Marketing Insight: kicking off the partnership

As League Two football club, Stevenage’s, home fixtures saw on average 3,000 fans take to the stands, the club wanted to develop an idea that would not only generate additional revenue but also increase reputation for the lower league club.

The start of 2019/2020 football season saw the beginning of a two-year partnership between Stevenage and the fast-food giant Burger King. FIFA,  (now called EAFC) is also known for its realistic video game simulation with millions of people playing globally having the ability to choose their leagues and team. The shirt sponsors are visible throughout the video game and, with a main target audience of young males ages 12-30, this opportunity perfectly aligned with Burger King’s target audience.


Media Innovation: bringing the partnership to life and overcoming booing fans

The partnership was brought to life with the first campaign ‘The Stevenage Challenge’. Everyone loves a freebie, so for the campaign Burger King and Stevenage encouraged FIFA players to share footage of goals scored, repping the Stevenage home or away kits to win Burger King rewards. The two-week competition resulted in 25,000 goals hitting the back of the net being shared across social media!

Despite some initial backlash when the partnership was announced and home kits were revealed, Stevenage was the most frequently used team within the game for the campaign period. FIFA streamers and influencers also got involved on Twitch and YouTube, both playing as Stevenage in-game, but also wearing the home kit live on stream.
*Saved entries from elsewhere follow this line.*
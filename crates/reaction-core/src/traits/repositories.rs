//! Repository traits (ports) - define the interface for data access
//!
//! The domain layer defines what it needs, and the infrastructure layer
//! provides the implementation. Only the reaction repository writes to a
//! table owned by this service; options and users belong to the host.

use std::collections::HashMap;

use async_trait::async_trait;
use serde_json::Value;

use crate::entities::{MostReactedQuery, NewReaction, ReactedPublication, Reaction, User};
use crate::error::DomainError;
use crate::value_objects::{ObjectRef, UserId};

/// Result type for repository operations
pub type RepoResult<T> = Result<T, DomainError>;

// ============================================================================
// Reaction Repository
// ============================================================================

#[async_trait]
pub trait ReactionRepository: Send + Sync {
    /// Find the record an identified reactor left on a content item
    async fn find_by_reactor(&self, object: &ObjectRef, reactor: &str) -> RepoResult<Option<Reaction>>;

    /// All reactions on a content item in insertion order
    async fn find_by_object(&self, object: &ObjectRef) -> RepoResult<Vec<Reaction>>;

    /// Count reactions by icon for a content item
    async fn count_by_reaction(&self, object: &ObjectRef) -> RepoResult<Vec<(String, i64)>>;

    /// Insert a reaction
    ///
    /// Returns `false` when an identical identified reactor already holds a
    /// record on the item and nothing was inserted.
    async fn create(&self, reaction: &NewReaction) -> RepoResult<bool>;

    /// Change the icon of an existing reaction
    async fn update_reaction(&self, id: i64, reaction: &str) -> RepoResult<()>;

    /// Remove a reaction
    async fn delete(&self, id: i64) -> RepoResult<()>;

    /// Rank published items of one type by reaction count
    async fn most_reacted(&self, query: &MostReactedQuery) -> RepoResult<Vec<ReactedPublication>>;
}

// ============================================================================
// User Repository (host users)
// ============================================================================

#[async_trait]
pub trait UserRepository: Send + Sync {
    /// Find users by id, silently skipping ids that do not exist
    async fn find_by_ids(&self, ids: &[UserId]) -> RepoResult<Vec<User>>;
}

// ============================================================================
// Option Repository (host key/value configuration)
// ============================================================================

#[async_trait]
pub trait OptionRepository: Send + Sync {
    /// Read the given options; absent keys are missing from the map
    async fn get_many(&self, names: &[&str]) -> RepoResult<HashMap<String, Value>>;

    /// Store values for keys that do not exist yet, leaving existing ones alone
    async fn add_missing(&self, values: &[(&str, Value)]) -> RepoResult<()>;

    /// Overwrite all given options at once
    async fn replace_all(&self, values: &[(&str, Value)]) -> RepoResult<()>;
}
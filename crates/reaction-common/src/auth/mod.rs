//! Host session tokens and form nonces

mod jwt;

pub use jwt::{Capability, Claims, JwtService, TokenType};
//! Error handling utilities for repositories

use reaction_core::error::DomainError;
use sqlx::Error as SqlxError;

/// Convert SQLx error to DomainError
pub fn map_db_error(e: SqlxError) -> DomainError {
    tracing::error!(error = %e, "Database query failed");
    DomainError::DatabaseError(e.to_string())
}

/// Create a "reaction not found" error
pub fn reaction_not_found(id: i64) -> DomainError {
    DomainError::ReactionNotFound(id)
}
//! Reaction database model

use chrono::{DateTime, Utc};
use sqlx::FromRow;

/// Database model for reactions table
#[derive(Debug, Clone, FromRow)]
pub struct ReactionModel {
    pub id: i64,
    pub obj_type: String,
    pub obj_id: i64,
    pub reactor: String,
    pub reaction: String,
    pub created_at: DateTime<Utc>,
}

/// Aggregated reaction count (from query)
#[derive(Debug, Clone, FromRow)]
pub struct ReactionCountModel {
    pub reaction: String,
    pub count: i64,
}
//! HTML escaping for values interpolated into rendered markup

/// Escape text for use inside element content or a quoted attribute
pub fn escape_html(input: &str) -> String {
    let mut out = String::with_capacity(input.len());
    for c in input.chars() {
        match c {
            '&' => out.push_str("&amp;"),
            '<' => out.push_str("&lt;"),
            '>' => out.push_str("&gt;"),
            '"' => out.push_str("&quot;"),
            '\'' => out.push_str("&#39;"),
            _ => out.push(c),
        }
    }
    out
}
//! Host-owned content and user records read by the reaction service

use chrono::{DateTime, Utc};
use serde::Serialize;

use crate::value_objects::{ObjectType, UserId};

/// Publication from the host posts table
#[derive(Debug, Clone, PartialEq, Eq, Serialize)]
pub struct Publication {
    pub id: i64,
    pub post_type: ObjectType,
    pub title: String,
    pub status: String,
    pub published_at: Option<DateTime<Utc>>,
}

/// Host user, only what the tooltip needs
#[derive(Debug, Clone, PartialEq, Eq)]
pub struct User {
    pub id: UserId,
    pub display_name: String,
}

/// Which reactions count towards a ranking
#[derive(Debug, Clone, PartialEq, Eq, Default)]
pub enum ReactionFilter {
    #[default]
    Any,
    Only(Vec<String>),
}

impl ReactionFilter {
    /// Build a filter from a list where the literal `any` means no filter
    pub fn from_list(reactions: Vec<String>) -> Self {
        if reactions.is_empty() || reactions.iter().any(|r| r == "any") {
            Self::Any
        } else {
            Self::Only(reactions)
        }
    }

    /// Label attached to ranked results
    pub fn label(&self) -> String {
        match self {
            Self::Any => "any".to_string(),
            Self::Only(list) => list.join(","),
        }
    }
}

/// Parameters of a most-reacted ranking
#[derive(Debug, Clone, PartialEq, Eq)]
pub struct MostReactedQuery {
    pub post_type: ObjectType,
    pub filter: ReactionFilter,
    /// `None` returns every item with at least one reaction
    pub limit: Option<i64>,
}

/// A publication together with its reaction count
#[derive(Debug, Clone, PartialEq, Eq, Serialize)]
pub struct ReactedPublication {
    #[serde(flatten)]
    pub publication: Publication,
    pub reaction_type: String,
    pub reaction_count: i64,
}
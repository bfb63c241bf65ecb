//! Content item addressing
//!
//! Reactions attach to host content items. A content item is addressed by its
//! type tag and numeric id. Comments live in their own host table, every other
//! type is a publication in the host posts table.

use serde::{Deserialize, Deserializer, Serialize, Serializer};
use std::fmt;

/// Maximum length of a type tag, matching the `obj_type` column
pub const MAX_TYPE_LEN: usize = 50;

/// Kind of content item a reaction belongs to
#[derive(Debug, Clone, PartialEq, Eq, Hash, PartialOrd, Ord)]
pub enum ObjectType {
    /// Regular blog post
    Post,
    /// Comment on any publication
    Comment,
    /// Any other host publication type (page, product, ...)
    Other(String),
}

impl ObjectType {
    pub const POST: &'static str = "post";
    pub const COMMENT: &'static str = "comment";

    /// Parse a type tag
    pub fn parse(tag: &str) -> Result<Self, ObjectTypeError> {
        let tag = tag.trim();
        if tag.is_empty() {
            return Err(ObjectTypeError::Empty);
        }
        if tag.len() > MAX_TYPE_LEN {
            return Err(ObjectTypeError::TooLong { max: MAX_TYPE_LEN });
        }
        Ok(match tag {
            Self::POST => Self::Post,
            Self::COMMENT => Self::Comment,
            other => Self::Other(other.to_string()),
        })
    }

    /// Stored tag for this type
    pub fn as_str(&self) -> &str {
        match self {
            Self::Post => Self::POST,
            Self::Comment => Self::COMMENT,
            Self::Other(name) => name,
        }
    }

    /// Whether this type is a publication (lives in the host posts table)
    #[inline]
    pub fn is_publication(&self) -> bool {
        !matches!(self, Self::Comment)
    }
}

/// Error when parsing a type tag
#[derive(Debug, Clone, Copy, PartialEq, Eq, thiserror::Error)]
pub enum ObjectTypeError {
    #[error("content type is empty")]
    Empty,

    #[error("content type too long: max {max} characters")]
    TooLong { max: usize },
}

impl fmt::Display for ObjectType {
    fn fmt(&self, f: &mut fmt::Formatter<'_>) -> fmt::Result {
        f.write_str(self.as_str())
    }
}

impl std::str::FromStr for ObjectType {
    type Err = ObjectTypeError;

    fn from_str(s: &str) -> Result<Self, Self::Err> {
        ObjectType::parse(s)
    }
}

impl Serialize for ObjectType {
    fn serialize<S>(&self, serializer: S) -> Result<S::Ok, S::Error>
    where
        S: Serializer,
    {
        serializer.serialize_str(self.as_str())
    }
}

impl<'de> Deserialize<'de> for ObjectType {
    fn deserialize<D>(deserializer: D) -> Result<Self, D::Error>
    where
        D: Deserializer<'de>,
    {
        let tag = String::deserialize(deserializer)?;
        ObjectType::parse(&tag).map_err(serde::de::Error::custom)
    }
}

/// A single reactable content item
#[derive(Debug, Clone, PartialEq, Eq, Hash, Serialize, Deserialize)]
pub struct ObjectRef {
    #[serde(rename = "type")]
    pub object_type: ObjectType,
    pub id: i64,
}

impl ObjectRef {
    pub fn new(object_type: ObjectType, id: i64) -> Self {
        Self { object_type, id }
    }

    pub fn post(id: i64) -> Self {
        Self::new(ObjectType::Post, id)
    }

    pub fn comment(id: i64) -> Self {
        Self::new(ObjectType::Comment, id)
    }
}

impl fmt::Display for ObjectRef {
    fn fmt(&self, f: &mut fmt::Formatter<'_>) -> fmt::Result {
        write!(f, "{}#{}", self.object_type, self.id)
    }
}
Alongside this, high profile TV presenters such as Gary Lineker praised the campaign, leading to further exposure.

It’s believed that Burger King paid around £50,000 for the shirt sponsorship for the season, which is a fraction of the price you’d likely have to pay for a campaign that has reached so many individuals within their target audience on a global scale. Stevenage’s Chief Executive Alex Tunbridge told BBC News, “It’s PR that you couldn’t buy as a League Two Club, unless you reach the third or fourth round of the FA Cup.”


Accelerating Growth: building on campaign success to achieve brand goals

The campaign led to a huge increase in website impressions (1.2 billion) which generated value for both brands. Due to the success of the initial campaign, Burger King and Stevenage launched further campaigns, one being the Burger Queen with the Stevenage Women’s team to help promote and build awareness for the Women’s game.

The incredible success of the campaign was recognised in the industry, winning the Grand Prix in both the Direct and Social & Influencer categories at the Cannes Lions International Festival of Creativity.

This campaign goes to show that for a low-level budget, you can really place your brand in front of the right eyes, whilst receiving huge engagement from your target audience. It shows the value a successful partnership can create for the partnered brands. For Stevenage, despite being a lower league club it was able to affordably increase shirt sales which generated revenue and exposure. And for Burger King, it delivered huge numbers of impressions for a fraction of the normal cost. Great success for all!